What do you want to do with it, btw? These variations will be very easy to detect by lack of coverage in the region anyway, given your coverage is high enough.
No, your question is not pointless, it is just that it would be very easy to write a script that does this. That, given you need more than 1-2 inserts. I guess, opening a FASTA file and editing a position (and record it exactly) for me would still be faster than writing a small script. Maybe I'm going to write an example for this application in R though for fun.
So, do you need help with such a script?
Thanks Michael. I understand by your answer and comment that my question is pointless. Although I aim to compare several SV detection algorithms from small to large indels, in term of accuracy, speed, mem/cpu consumption, etc. I though that simulating a dataset with different events (not only small ones) could be useful for that purpose. I can of course insert manually events as you described by this is not very convenient and prone to errors. Thanks for your answer it helps me a lot to understand what I am doing :-)

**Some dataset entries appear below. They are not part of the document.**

//! Brick parameters

use serde::{Deserialize, Serialize};

use crate::constants::MIN_HEIGHT_RATIO;
use crate::error::{BrickError, BrickResult};

/// Largest supported width or length in studs
pub const MAX_STUDS: u32 = 32;

/// Supported stud rescale range
pub const STUD_RESCALE_RANGE: (f64, f64) = (0.9, 1.1);

/// Fractional heights allowed below one full block
pub const FRACTIONAL_HEIGHTS: [f64; 2] = [MIN_HEIGHT_RATIO, 0.5];

const HEIGHT_TOLERANCE: f64 = 1e-9;

/// Kind of piece
#[derive(Debug, Clone, Copy, PartialEq, Eq, Hash, Default, Serialize, Deserialize)]
pub enum BrickType {
    #[default]
    Brick,
    /// Smooth top, no studs
    Tile,
    /// Thin closed slab with studs
    Baseplate,
}

#[derive(Debug, Clone, Copy, PartialEq, Eq, Hash, Default, Serialize, Deserialize)]
pub enum StudVariant {
    #[default]
    Solid,
    Hollow,
}

#[derive(Debug, Clone, Copy, PartialEq, Eq, Hash, Default, Serialize, Deserialize)]
pub enum BottomVariant {
    #[default]
    Open,
    Closed,
}

/// Input record for one piece.
///
/// `width` and `length` are unordered; dimension derivation swaps them so the
/// reported length is never the smaller one.
#[derive(Debug, Clone, PartialEq, Serialize, Deserialize)]
#[serde(default)]
pub struct BrickParameters {
    /// Studs along one side
    pub width: u32,
    /// Studs along the other side
    pub length: u32,
    /// Height in block units: 1/3, 1/2 or a positive integer
    pub height: f64,
    pub brick_type: BrickType,
    pub stud_variant: StudVariant,
    pub bottom_variant: BottomVariant,
    pub horizontal_holes: bool,
    pub vertical_axle_holes: bool,
    pub include_splines: bool,
    pub with_posts: bool,
    pub use_reinforcement: bool,
    /// Scale factor applied to stud diameters
    pub stud_rescale: f64,
    /// 0 = flat top, 1 = fully rounded rim
    pub stud_top_roundness: f64,
    /// Facet count for round features
    pub tessellation_segments: u32,
}

impl Default for BrickParameters {
    fn default() -> Self {
        Self {
            width: 2,
            length: 4,
            height: 1.0,
            brick_type: BrickType::Brick,
            stud_variant: StudVariant::Solid,
            bottom_variant: BottomVariant::Open,
            horizontal_holes: false,
            vertical_axle_holes: false,
            include_splines: true,
            with_posts: true,
            use_reinforcement: false,
            stud_rescale: 1.0,
            stud_top_roundness: 0.0,
            tessellation_segments: 32,
        }
    }
}

impl BrickParameters {
    /// Standard brick with the given footprint and height
    pub fn new(width: u32, length: u32, height: f64) -> Self {
        Self {
            width,
            length,
            height,
            ..Default::default()
        }
    }

    pub fn with_type(mut self, brick_type: BrickType) -> Self {
        self.brick_type = brick_type;
        self
    }

    pub fn with_studs(mut self, variant: StudVariant) -> Self {
        self.stud_variant = variant;
        self
    }

    pub fn with_bottom(mut self, variant: BottomVariant) -> Self {
        self.bottom_variant = variant;
        self
    }

    pub fn with_horizontal_holes(mut self, enabled: bool) -> Self {
        self.horizontal_holes = enabled;
        self
    }

    pub fn with_vertical_axle_holes(mut self, enabled: bool) -> Self {
        self.vertical_axle_holes = enabled;
        self
    }

    pub fn with_splines(mut self, enabled: bool) -> Self {
        self.include_splines = enabled;
        self
    }

    pub fn with_posts(mut self, enabled: bool) -> Self {
        self.with_posts = enabled;
        self
    }

    pub fn with_reinforcement(mut self, enabled: bool) -> Self {
        self.use_reinforcement = enabled;
        self
    }

    pub fn with_stud_rescale(mut self, rescale: f64) -> Self {
        self.stud_rescale = rescale;
        self
    }

    pub fn with_stud_top_roundness(mut self, roundness: f64) -> Self {
        self.stud_top_roundness = roundness;
        self
    }

    pub fn with_segments(mut self, segments: u32) -> Self {
        self.tessellation_segments = segments;
        self
    }

    /// Whether `height` is one of the grid-quantized values
    pub fn is_quantized_height(height: f64) -> bool {
        if !height.is_finite() || height <= 0.0 {
            return false;
        }
        FRACTIONAL_HEIGHTS
            .iter()
            .any(|h| (height - h).abs() < HEIGHT_TOLERANCE)
            || (height >= 1.0 && (height - height.round()).abs() < HEIGHT_TOLERANCE)
    }

    /// Check every field against its documented bounds
    pub fn validate(&self) -> BrickResult<()> {
        for (name, value) in [("width", self.width), ("length", self.length)] {
            if !(1..=MAX_STUDS).contains(&value) {
                return Err(BrickError::invalid(
                    name,
                    format!("must be between 1 and {MAX_STUDS} studs, got {value}"),
                ));
            }
        }
        if !Self::is_quantized_height(self.height) {
            return Err(BrickError::invalid(
                "height",
                format!("must be 1/3, 1/2 or a positive integer, got {}", self.height),
            ));
        }
        let (low, high) = STUD_RESCALE_RANGE;
        if !(low..=high).contains(&self.stud_rescale) {
            return Err(BrickError::invalid(
                "stud_rescale",
                format!("must be between {low} and {high}, got {}", self.stud_rescale),
            ));
        }
        if !(0.0..=1.0).contains(&self.stud_top_roundness) {
            return Err(BrickError::invalid(
                "stud_top_roundness",
                format!("must be between 0 and 1, got {}", self.stud_top_roundness),
            ));
        }
        if self.tessellation_segments < 3 {
            return Err(BrickError::invalid(
                "tessellation_segments",
                format!("must be at least 3, got {}", self.tessellation_segments),
            ));
        }
        Ok(())
    }
}

#[cfg(test)]
mod tests {
    use super::*;

    #[test]
    fn test_default_is_valid_two_by_four() {
        let params = BrickParameters::default();
        assert_eq!((params.width, params.length), (2, 4));
        assert!(params.validate().is_ok());
    }

    #[test]
    fn test_height_quantization() {
        assert!(BrickParameters::is_quantized_height(1.0 / 3.0));
        assert!(BrickParameters::is_quantized_height(0.5));
        assert!(BrickParameters::is_quantized_height(3.0));
        assert!(!BrickParameters::is_quantized_height(0.25));
        assert!(!BrickParameters::is_quantized_height(1.5));
        assert!(!BrickParameters::is_quantized_height(0.0));
        assert!(!BrickParameters::is_quantized_height(f64::NAN));
    }

    #[test]
    fn test_validate_names_offending_field() {
        let cases = [
            (BrickParameters::new(0, 4, 1.0), "width"),
            (BrickParameters::new(2, 33, 1.0), "length"),
            (BrickParameters::new(2, 4, 0.7), "height"),
            (BrickParameters::default().with_stud_rescale(1.2), "stud_rescale"),
            (
                BrickParameters::default().with_stud_top_roundness(-0.1),
                "stud_top_roundness",
            ),
            (BrickParameters::default().with_segments(2), "tessellation_segments"),
        ];
        for (params, field) in cases {
            let err = params.validate().unwrap_err();
            assert_eq!(err.subject(), field);
        }
    }

    #[test]
    fn test_partial_ron_uses_defaults() {
        let params: BrickParameters = ron::from_str("(width: 1, length: 6, brick_type: Tile)").unwrap();
        assert_eq!(params.width, 1);
        assert_eq!(params.length, 6);
        assert_eq!(params.brick_type, BrickType::Tile);
        assert!(params.include_splines);
        assert_eq!(params.tessellation_segments, 32);
    }
}
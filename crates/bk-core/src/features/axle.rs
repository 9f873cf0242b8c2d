//! Vertical axle cutouts through the roof

use bk_cad::Wire2D;

use super::{BuildContext, FeatureRole, FeatureSet};
use crate::constants::CUT_MARGIN;
use crate::dimensions::DerivedDimensions;
use crate::error::BrickResult;
use crate::params::BrickParameters;

pub const NAME: &str = "axle_cutouts";

pub fn enabled(params: &BrickParameters, dims: &DerivedDimensions) -> bool {
    params.vertical_axle_holes && dims.is_open() && !dims.axle_holes.is_empty()
}

pub fn build(ctx: &BuildContext<'_>) -> BrickResult<Option<FeatureSet>> {
    let dims = ctx.dims;
    let c = ctx.constants;
    ctx.collect(NAME, FeatureRole::Subtractive, dims.axle_holes.positions(), |p| {
        ctx.prism(
            NAME,
            &Wire2D::cross(p, c.axle_spline_width, c.axle_diameter),
            -CUT_MARGIN,
            dims.overall_height + 2.0 * CUT_MARGIN,
        )
    })
}
//! Parametric Interlocking Brick Geometry
//!
//! This crate provides:
//! - Brick parameters, constants and their schema
//! - Dimension derivation (pure, no geometry)
//! - Independent feature builders (shell, studs, splines, posts, pins,
//!   reinforcement, Technic holes, axle cutouts)
//! - The two-phase assembly pipeline producing one solid
//! - Grid positioning helpers, RON config files and STL export

pub mod assembly;
pub mod config;
pub mod constants;
pub mod dimensions;
pub mod error;
pub mod export;
pub mod features;
pub mod params;
pub mod positioning;
pub mod schema;

// Re-exports for convenience
pub use assembly::{
    AssemblyPlan, BrickBuild, FeatureCount, assemble, build_brick, plan_brick, plan_with,
};
pub use config::{BrickConfig, ConfigError};
pub use constants::BrickConstants;
pub use dimensions::{DerivedDimensions, GridLayout, derive_dimensions, feature_span};
pub use error::{BrickError, BrickResult};
pub use export::{ExportError, ExportOptions, export_stl};
pub use features::{FeatureDescriptor, FeatureRole, FeatureSet, STANDARD_FEATURES};
pub use params::{BottomVariant, BrickParameters, BrickType, StudVariant};
pub use positioning::{place, stack, uncenter};
pub use schema::{ParameterSchema, ParameterSpec};
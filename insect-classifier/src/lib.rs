pub mod client;
pub mod config;
pub mod response;

pub use client::{ClassifierClient, ClassifyError};
pub use response::{ClassificationResponse, DecodeError};
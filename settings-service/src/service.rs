use std::sync::Arc;

use crate::error::SettingsError;
use crate::repository::{SettingsRepository, UserRepository};
use crate::settings::{SettingsView, UserSettings};

/// Reads, upserts, and deletes the single settings record of a user.
///
/// A record is created lazily on the first read or write for a user that has
/// none, guarded by a user-existence check. `delete` is the only way back to
/// the no-record state and succeeds silently when there is nothing to remove.
pub struct SettingsService {
    settings: Arc<dyn SettingsRepository>,
    users: Arc<dyn UserRepository>,
}

impl SettingsService {
    pub fn new(settings: Arc<dyn SettingsRepository>, users: Arc<dyn UserRepository>) -> Self {
        Self { settings, users }
    }

    #[tracing::instrument(skip(self))]
    pub async fn get(&self, user_id: i32) -> Result<SettingsView, SettingsError> {
        let record = match self.settings.find_by_user_id(user_id).await? {
            Some(record) => record,
            None => self.create_default(user_id).await?,
        };

        Ok(SettingsView::from(record))
    }

    #[tracing::instrument(skip(self, patch))]
    pub async fn save(
        &self,
        user_id: i32,
        patch: SettingsView,
    ) -> Result<SettingsView, SettingsError> {
        let record = match self.settings.find_by_user_id(user_id).await? {
            Some(mut record) => {
                patch.apply_to(&mut record);
                self.settings.update(record).await?
            }
            None => {
                if !self.users.exists(user_id).await? {
                    return Err(SettingsError::UserNotFound(user_id));
                }

                let mut record = UserSettings::default_for(user_id);
                patch.apply_to(&mut record);
                self.settings.insert(record).await?
            }
        };

        Ok(SettingsView::from(record))
    }

    #[tracing::instrument(skip(self))]
    pub async fn delete(&self, user_id: i32) -> Result<(), SettingsError> {
        match self.settings.find_by_user_id(user_id).await? {
            Some(record) => {
                self.settings.delete(record).await?;
            }
            None => {
                tracing::debug!("no settings record for user {user_id}, nothing to delete");
            }
        }

        Ok(())
    }

    async fn create_default(&self, user_id: i32) -> Result<UserSettings, SettingsError> {
        if !self.users.exists(user_id).await? {
            return Err(SettingsError::UserNotFound(user_id));
        }

        tracing::info!("creating default settings for user {user_id}");

        let record = self
            .settings
            .insert(UserSettings::default_for(user_id))
            .await?;

        Ok(record)
    }
}
use anyhow::Context;
use async_trait::async_trait;

use crate::repository::{SettingsRepository, UserRepository};
use crate::settings::UserSettings;

#[derive(Clone)]
pub struct DatabasePool(sqlx::PgPool);

impl DatabasePool {
    pub async fn connect(url: &str) -> anyhow::Result<Self> {
        let pool = sqlx::PgPool::connect(url)
            .await
            .context("Failed to connect to the database")?;

        Ok(Self(pool))
    }

    pub fn get_pool(&self) -> sqlx::PgPool {
        self.0.clone()
    }
}

pub struct PgSettingsRepository {
    pool: sqlx::PgPool,
}

impl PgSettingsRepository {
    pub fn new(pool: &DatabasePool) -> Self {
        Self {
            pool: pool.get_pool(),
        }
    }
}

#[async_trait]
impl SettingsRepository for PgSettingsRepository {
    async fn find_by_user_id(&self, user_id: i32) -> anyhow::Result<Option<UserSettings>> {
        let record = sqlx::query_as::<_, UserSettings>(
            "SELECT id, user_id, theme, language, notifications_enabled \
             FROM user_settings WHERE user_id = $1",
        )
        .bind(user_id)
        .fetch_optional(&self.pool)
        .await
        .context("Failed to fetch the settings record")?;

        Ok(record)
    }

    async fn insert(&self, record: UserSettings) -> anyhow::Result<UserSettings> {
        // The unique index on user_id rejects a second insert if two callers
        // race through the lazy-create path; the loser's error surfaces here.
        let record = sqlx::query_as::<_, UserSettings>(
            "INSERT INTO user_settings (user_id, theme, language, notifications_enabled) \
             VALUES ($1, $2, $3, $4) \
             RETURNING id, user_id, theme, language, notifications_enabled",
        )
        .bind(record.user_id)
        .bind(record.theme)
        .bind(record.language)
        .bind(record.notifications_enabled)
        .fetch_one(&self.pool)
        .await
        .context("Failed to insert the settings record")?;

        Ok(record)
    }

    async fn update(&self, record: UserSettings) -> anyhow::Result<UserSettings> {
        let record = sqlx::query_as::<_, UserSettings>(
            "UPDATE user_settings SET theme = $2, language = $3, notifications_enabled = $4 \
             WHERE id = $1 \
             RETURNING id, user_id, theme, language, notifications_enabled",
        )
        .bind(record.id)
        .bind(record.theme)
        .bind(record.language)
        .bind(record.notifications_enabled)
        .fetch_one(&self.pool)
        .await
        .context("Failed to update the settings record")?;

        Ok(record)
    }

    async fn delete(&self, record: UserSettings) -> anyhow::Result<()> {
        sqlx::query("DELETE FROM user_settings WHERE id = $1")
            .bind(record.id)
            .execute(&self.pool)
            .await
            .context("Failed to delete the settings record")?;

        Ok(())
    }
}

pub struct PgUserRepository {
    pool: sqlx::PgPool,
}

impl PgUserRepository {
    pub fn new(pool: &DatabasePool) -> Self {
        Self {
            pool: pool.get_pool(),
        }
    }
}

#[async_trait]
impl UserRepository for PgUserRepository {
    async fn exists(&self, user_id: i32) -> anyhow::Result<bool> {
        let row = sqlx::query("SELECT id FROM users WHERE id = $1")
            .bind(user_id)
            .fetch_optional(&self.pool)
            .await
            .context("Failed to look up the user")?;

        Ok(row.is_some())
    }
}
use serde::{Deserialize, Serialize};

/// A per-user settings record.
///
/// There is at most one record per `user_id`; the `user_settings` table
/// enforces that with a unique constraint.
#[derive(Debug, Clone, PartialEq, Eq, sqlx::FromRow)]
pub struct UserSettings {
    /// Assigned by the persistence layer; zero until the record is stored.
    pub id: i32,
    pub user_id: i32,
    pub theme: Option<String>,
    pub language: Option<String>,
    pub notifications_enabled: Option<bool>,
}

impl UserSettings {
    /// A fresh record for `user_id` with every preference unset.
    pub fn default_for(user_id: i32) -> Self {
        Self {
            id: 0,
            user_id,
            theme: None,
            language: None,
            notifications_enabled: None,
        }
    }
}

/// The boundary shape of a settings record. Same field set as
/// [`UserSettings`], nothing hidden.
#[derive(Debug, Clone, PartialEq, Eq, Serialize, Deserialize)]
pub struct SettingsView {
    #[serde(default)]
    pub id: i32,
    #[serde(default)]
    pub user_id: i32,
    pub theme: Option<String>,
    pub language: Option<String>,
    pub notifications_enabled: Option<bool>,
}

impl SettingsView {
    /// Overwrites every preference field of `target` with the view's value,
    /// nulls included. This is a full replace, not a sparse merge: a caller
    /// sending a partially populated view clears the fields it left out.
    ///
    /// `id` and `user_id` are never taken from the view; the identifier is
    /// assigned by the store and the owner is set once at creation.
    pub fn apply_to(&self, target: &mut UserSettings) {
        target.theme = self.theme.clone();
        target.language = self.language.clone();
        target.notifications_enabled = self.notifications_enabled;
    }
}

impl From<UserSettings> for SettingsView {
    fn from(record: UserSettings) -> Self {
        Self {
            id: record.id,
            user_id: record.user_id,
            theme: record.theme,
            language: record.language,
            notifications_enabled: record.notifications_enabled,
        }
    }
}
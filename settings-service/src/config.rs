use std::collections::HashMap;

use anyhow::Context;
use config::{Environment, File, FileFormat, builder::DefaultState};
use dotenvy::vars;

pub struct Config {
    pub database_url: String,
}

pub fn parse_config() -> anyhow::Result<Config> {
    let dotenv_variables = HashMap::from_iter(vars());

    let config = config::ConfigBuilder::<DefaultState>::default()
        .add_source(Environment::default().prefix("AGRI"))
        .add_source(Environment::default().source(Some(dotenv_variables)))
        .add_source(File::new("config.toml", FileFormat::Toml).required(false))
        .build()
        .context("Failed to build configuration")?;

    let database_url = config
        .get_string("database_url")
        .context("You should define the DATABASE_URL.")?;

    let config = Config { database_url };

    Ok(config)
}
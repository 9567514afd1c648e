//! Cloud spectral indices
//!
//! `CI1 = 3·NIR / (R + G + B + NIR + 1)` measures NIR dominance; the `+1`
//! keeps the ratio defined when all four bands are zero.
//! `CI2 = (R + G + B + NIR) / 4` is the mean brightness of the four bands.

use ndarray::{Array2, ArrayView2, ArrayView3, Axis, Zip};

use crate::cloud_shadow::common::error::{DetectionError, Result};
use crate::cloud_shadow::detection::params::BandOffsets;

pub fn compute_ci1(image: ArrayView3<'_, f64>, bands: &BandOffsets) -> Array2<f64> {
    Zip::from(band(image, bands.red()))
        .and(band(image, bands.green()))
        .and(band(image, bands.blue()))
        .and(band(image, bands.nir()))
        .map_collect(|&r, &g, &b, &nir| 3.0 * nir / (r + g + b + nir + 1.0))
}

pub fn compute_ci2(image: ArrayView3<'_, f64>, bands: &BandOffsets) -> Array2<f64> {
    Zip::from(band(image, bands.red()))
        .and(band(image, bands.green()))
        .and(band(image, bands.blue()))
        .and(band(image, bands.nir()))
        .map_collect(|&r, &g, &b, &nir| (r + g + b + nir) / 4.0)
}

/// One band plane of an (height, width, band) image.
pub fn band(image: ArrayView3<'_, f64>, offset: usize) -> ArrayView2<'_, f64> {
    image.index_axis_move(Axis(2), offset)
}

/// Fails on the first non-finite value, reporting its position.
pub fn ensure_finite(index: ArrayView2<'_, f64>, label: &str) -> Result<()> {
    match index.indexed_iter().find(|(_, v)| !v.is_finite()) {
        Some(((row, col), v)) => Err(DetectionError::NumericDegeneracy(format!(
            "{} is {} at row {}, col {}",
            label, v, row, col
        ))),
        None => Ok(()),
    }
}
//! Cloud/shadow detection module
//!
//! Detects clouds and cloud shadows in multispectral rasters from two spectral
//! indices, adaptive thresholds and a spatial cloud/shadow consistency check.

pub mod common;
pub mod detection;
pub mod raster;
pub mod pipeline;

pub use common::{
    DetectionError,
    Result,
};

pub use detection::{
    BandIndices,
    CloudParams,
    CloudShadowMasks,
    DetectionParams,
    DetectionParamsBuilder,
    SearchWindow,
    ShadowParams,
    detect,
    detect_cloud,
    detect_shadow,
};

pub use raster::{
    GeoTiffMaskWriter,
    GeoTiffReader,
    Mask,
    MaskEncoding,
    MaskWriter,
    RasterMetadata,
    RasterReader,
    SpectralImage,
    TiffCompression,
};

pub use pipeline::{
    CloudShadowPipeline,
    PipelineConfig,
    PipelineConfigBuilder,
    PipelineTimings,
};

No please!! Don't spend more time on this: you already helped me a lot, really! I would feel very confused if you dedicate more of your time. So if I understand well, the idea is to edit the fasta file of a genome reference, copy n times a portion of the sequence (this portion length is inferior to read length I guess) and then generate reads with a reads simulator. Right?
Yes, that's what one could do (and I, personally would do that only if the number n was <=3, otherwise I would write a script). Doesn't sound like rocket science, and I agree it is not a very clean solution. Actually it's quick and dirty and you need to record exactly, where you put that sequence. For producing heterozygous loci, please refer to Stefanos answer.
Use of this site constitutes acceptance of our User Agreement and Privacy Policy.
version 2.3.6
Some questions for you: - Copy number variation (CNV) or indel? - Does it make sense genetically to have an insertion of 50kb? - How many cases of large indels have been described in which region of the genome? - Large indels are most likely not neutral, how many of these per genome could exist at the same time? (possibly max. 1)?
Further questions: Diploid or haploid genome/simulation?
So CNV indel is supposed to mean to simulate a gene duplication or deletion?